In 1951 the South African Soccer Federation (SASF) emerged as perhaps the only truly multiracial football organisation that openly challenged apartheid principles and sought to become the country’s legitimate representative within FIFA. However, FIFA’s continued recognition of the whites only SAFA effectively sabotaged this attempt. In the meantime it had become apparent that football was being used politically both by government supporters, to further the divide-and-rule strategy, and as a political weapon by those opposing racist policies.
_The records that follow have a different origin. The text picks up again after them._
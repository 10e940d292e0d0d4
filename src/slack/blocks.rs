//! Block Kit rendering for digests and slash-command replies.

use serde_json::{Value, json};

use crate::core::models::Digest;

/// Slack rejects section text longer than this.
pub const SECTION_TEXT_LIMIT: usize = 3000;
/// Slack rejects header text longer than this.
pub const HEADER_TEXT_LIMIT: usize = 150;

/// Cut `text` to at most `limit` characters, marking the cut with an ellipsis.
#[must_use]
pub fn truncate_chars(text: &str, limit: usize) -> String {
    if text.chars().count() <= limit {
        return text.to_string();
    }
    let mut out: String = text.chars().take(limit.saturating_sub(1)).collect();
    out.push('…');
    out
}

/// Render a digest as a `blocks` array: header, then per channel a section
/// and a context footer, with dividers between channels.
#[must_use]
pub fn render_digest(digest: &Digest) -> Value {
    let mut blocks = Vec::with_capacity(1 + digest.blocks.len() * 3);

    blocks.push(json!({
        "type": "header",
        "text": {
            "type": "plain_text",
            "text": truncate_chars(&digest.header, HEADER_TEXT_LIMIT),
            "emoji": true
        }
    }));

    for (i, block) in digest.blocks.iter().enumerate() {
        if i > 0 {
            blocks.push(json!({ "type": "divider" }));
        }
        let text = format!("*{}*\n\n{}", block.title, block.body);
        blocks.push(json!({
            "type": "section",
            "text": {
                "type": "mrkdwn",
                "text": truncate_chars(&text, SECTION_TEXT_LIMIT)
            }
        }));
        blocks.push(json!({
            "type": "context",
            "elements": [ { "type": "mrkdwn", "text": block.footer } ]
        }));
    }

    Value::Array(blocks)
}

/// Payload for a reply only the invoking user can see.
#[must_use]
pub fn create_ephemeral_payload(text: &str) -> Value {
    json!({
        "text": text,
        "response_type": "ephemeral"
    })
}
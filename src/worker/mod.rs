//! Digest pipeline: history paging, the per-run builder, run serialization
//! and the hourly trigger.

pub mod digest;
pub mod history;
pub mod runner;
pub mod scheduler;

pub use digest::DigestBuilder;
pub use runner::{DigestRunner, Trigger};
pub use scheduler::{ScheduledJob, Scheduler};

/// Shown when a manual run fails outright.
pub const CANONICAL_FAILURE_MESSAGE: &str =
    "Sorry, I couldn't generate a summary at this time. Please try again later.";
On April 22, 1971, Prime Minister Vorster announced what appeared to be a new sports policy for South Africa. This was apparently intended to persuade international sports bodies that South Africa’s racist policies had changed. The new revisionist terminology referred to “multinational sport”, as opposed to sport along racial lines. In essence this was meant to convey the understanding that South Africa was a country made up of several distinctive “nations”, and that each so-called nation had or would be given separate but equal status in all respects including sport. This was the disingenuous attempt by the apartheid government to justify the perpetuation of separate sports bodies for different race groups. Meanwhile, it was patently clear that true multiracial sport would not be allowed at the club, provincial or national level.
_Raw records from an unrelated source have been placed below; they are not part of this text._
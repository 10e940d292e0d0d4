use hmac::{Hmac, Mac};
use sha2::Sha256;
use std::time::{SystemTime, UNIX_EPOCH};
use tracing::error;

/// Requests older than this are treated as replays.
pub const MAX_REQUEST_AGE_SECS: u64 = 300;
/// Tolerated clock skew for timestamps from the future.
const MAX_CLOCK_SKEW_SECS: u64 = 60;

/// Check `X-Slack-Signature` against the body using the app's signing secret.
#[must_use]
pub fn verify_slack_signature(
    request_body: &str,
    timestamp: &str,
    signature: &str,
    signing_secret: &str,
) -> bool {
    let now_secs = SystemTime::now()
        .duration_since(UNIX_EPOCH)
        .map(|d| d.as_secs())
        .unwrap_or(0);
    verify_slack_signature_at(request_body, timestamp, signature, signing_secret, now_secs)
}

/// [`verify_slack_signature`] with an explicit clock.
#[must_use]
pub fn verify_slack_signature_at(
    request_body: &str,
    timestamp: &str,
    signature: &str,
    signing_secret: &str,
    now_secs: u64,
) -> bool {
    let Ok(ts) = timestamp.parse::<u64>() else {
        error!("Invalid X-Slack-Request-Timestamp: {}", timestamp);
        return false;
    };
    if now_secs.saturating_sub(ts) > MAX_REQUEST_AGE_SECS || ts > now_secs + MAX_CLOCK_SKEW_SECS {
        error!("Timestamp out of range, potential replay attack");
        return false;
    }

    let Some(received) = signature
        .strip_prefix("v0=")
        .and_then(|hex_sig| hex::decode(hex_sig).ok())
    else {
        error!("Malformed X-Slack-Signature header");
        return false;
    };

    let Ok(mut mac) = Hmac::<Sha256>::new_from_slice(signing_secret.as_bytes()) else {
        error!("Failed to create HMAC");
        return false;
    };
    mac.update(format!("v0:{timestamp}:{request_body}").as_bytes());

    if mac.verify_slice(&received).is_ok() {
        true
    } else {
        error!("Slack signature verification failed");
        false
    }
}

/// The `v0=` signature Slack would send for this body.
#[must_use]
pub fn compute_signature(timestamp: &str, request_body: &str, signing_secret: &str) -> String {
    let base_string = format!("v0:{timestamp}:{request_body}");
    let mut mac = match Hmac::<Sha256>::new_from_slice(signing_secret.as_bytes()) {
        Ok(mac) => mac,
        Err(e) => {
            error!("Failed to create HMAC: {}", e);
            return String::new();
        }
    };
    mac.update(base_string.as_bytes());
    format!("v0={}", hex::encode(mac.finalize().into_bytes()))
}
//! Seams between the digest pipeline and the outside world.

use async_trait::async_trait;

use super::models::{ChannelHandle, Digest, HistoryPage};
use crate::errors::BotError;

/// Chat platform operations the pipeline and command layer depend on.
#[async_trait]
pub trait ChatPlatform: Send + Sync {
    /// # Errors
    ///
    /// Returns an error if the channel does not exist or cannot be looked up.
    async fn resolve_channel(&self, channel_id: &str) -> Result<ChannelHandle, BotError>;

    /// Fetch up to `limit` messages older than `before` (or the newest when `None`),
    /// newest first.
    ///
    /// # Errors
    ///
    /// Returns an error if the history request fails.
    async fn fetch_history_page(
        &self,
        channel: &ChannelHandle,
        before: Option<&str>,
        limit: u16,
    ) -> Result<HistoryPage, BotError>;

    /// # Errors
    ///
    /// Returns an error if the message could not be posted.
    async fn post_digest(&self, channel: &ChannelHandle, digest: &Digest) -> Result<(), BotError>;

    /// # Errors
    ///
    /// Returns an error if the user lookup fails.
    async fn is_admin(&self, user_id: &str) -> Result<bool, BotError>;
}

/// Single "summarize text" capability of the text-generation provider.
#[async_trait]
pub trait Summarizer: Send + Sync {
    /// # Errors
    ///
    /// Returns an error on any transport or provider failure.
    async fn summarize(&self, transcript: &str, context_label: &str) -> Result<String, BotError>;
}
In 1974, when most international sports bodies had either suspended or expelled South Africa, the Sports Minister, Dr Koornhof, said that South African sports bodies which had been suspended from international bodies could organise “multinational” and “open international” events, emphasising that South African sports associations no longer needed competition with foreign teams to hold mixed events.
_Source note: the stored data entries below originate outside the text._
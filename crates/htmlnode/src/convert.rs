//! Conversion of inline text spans into leaf nodes.

use crate::attrs::Attributes;
use crate::node::LeafNode;
use crate::text::{InlineText, TextKind};

/// Convert an inline span into the matching leaf node.
///
/// | kind   | tag    | value | attributes            |
/// |--------|--------|-------|-----------------------|
/// | Plain  | none   | text  |                       |
/// | Bold   | `b`    | text  |                       |
/// | Italic | `i`    | text  |                       |
/// | Code   | `code` | text  |                       |
/// | Link   | `a`    | text  | `href`                |
/// | Image  | `img`  | empty | `src`, `alt` = text   |
///
/// A link or image without a destination gets an empty `href`/`src`.
///
/// # Example
///
/// ```
/// use htmlnode::{InlineText, text_to_leaf};
///
/// let leaf = text_to_leaf(&InlineText::link("docs", "/docs"));
/// assert_eq!(leaf.render().unwrap(), r#"<a href="/docs">docs</a>"#);
/// ```
#[must_use]
pub fn text_to_leaf(span: &InlineText) -> LeafNode {
    let kind = span.kind();
    let text = span.text();

    if !kind.has_destination() && span.destination().is_some() {
        tracing::warn!(%kind, "Ignoring destination on non-link text");
    }

    tracing::debug!(%kind, len = text.len(), "Converting inline text");

    match kind {
        TextKind::Plain => LeafNode::text(text),
        TextKind::Bold => LeafNode::new("b", text),
        TextKind::Italic => LeafNode::new("i", text),
        TextKind::Code => LeafNode::new("code", text),
        TextKind::Link => {
            LeafNode::new("a", text).with_attrs([("href", destination_or_empty(span))])
        }
        TextKind::Image => LeafNode::new("img", "").with_attrs(Attributes::from([
            ("src", destination_or_empty(span)),
            ("alt", text),
        ])),
    }
}

/// Convert a sequence of spans, preserving order.
pub fn texts_to_leaves<'a, I>(spans: I) -> Vec<LeafNode>
where
    I: IntoIterator<Item = &'a InlineText>,
{
    spans.into_iter().map(text_to_leaf).collect()
}

fn destination_or_empty(span: &InlineText) -> &str {
    span.destination().unwrap_or_else(|| {
        tracing::warn!(kind = %span.kind(), "Missing destination");
        ""
    })
}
The racial policies also had an impact on the resources made available to the various racial groups. Between 1965 and 1972, close to R3 million was spent on white sport with just over R100 000 spent on black sport.16 In the year 1973, Koornhof admitted that R644 46l had been spent on white sport with only R24 650 spent on black sport.

Football in the country had always been run along racial lines. The former SAFA, now renamed the Football Association of South Africa (FASA), was the oldest football organisation in the country, having been founded in 1892. In response to the reality that FASA represented only one part of the society, namely whites, other racial groups founded their own associations. The South African Indian Football Association (SAIFA), founded in 1903, was set up for Indians; the South African Bantu Football Association (SABFA), founded in 1933, for blacks; and the South African Coloured Football Association (SACFA), founded in 1936, for mixed-race individuals.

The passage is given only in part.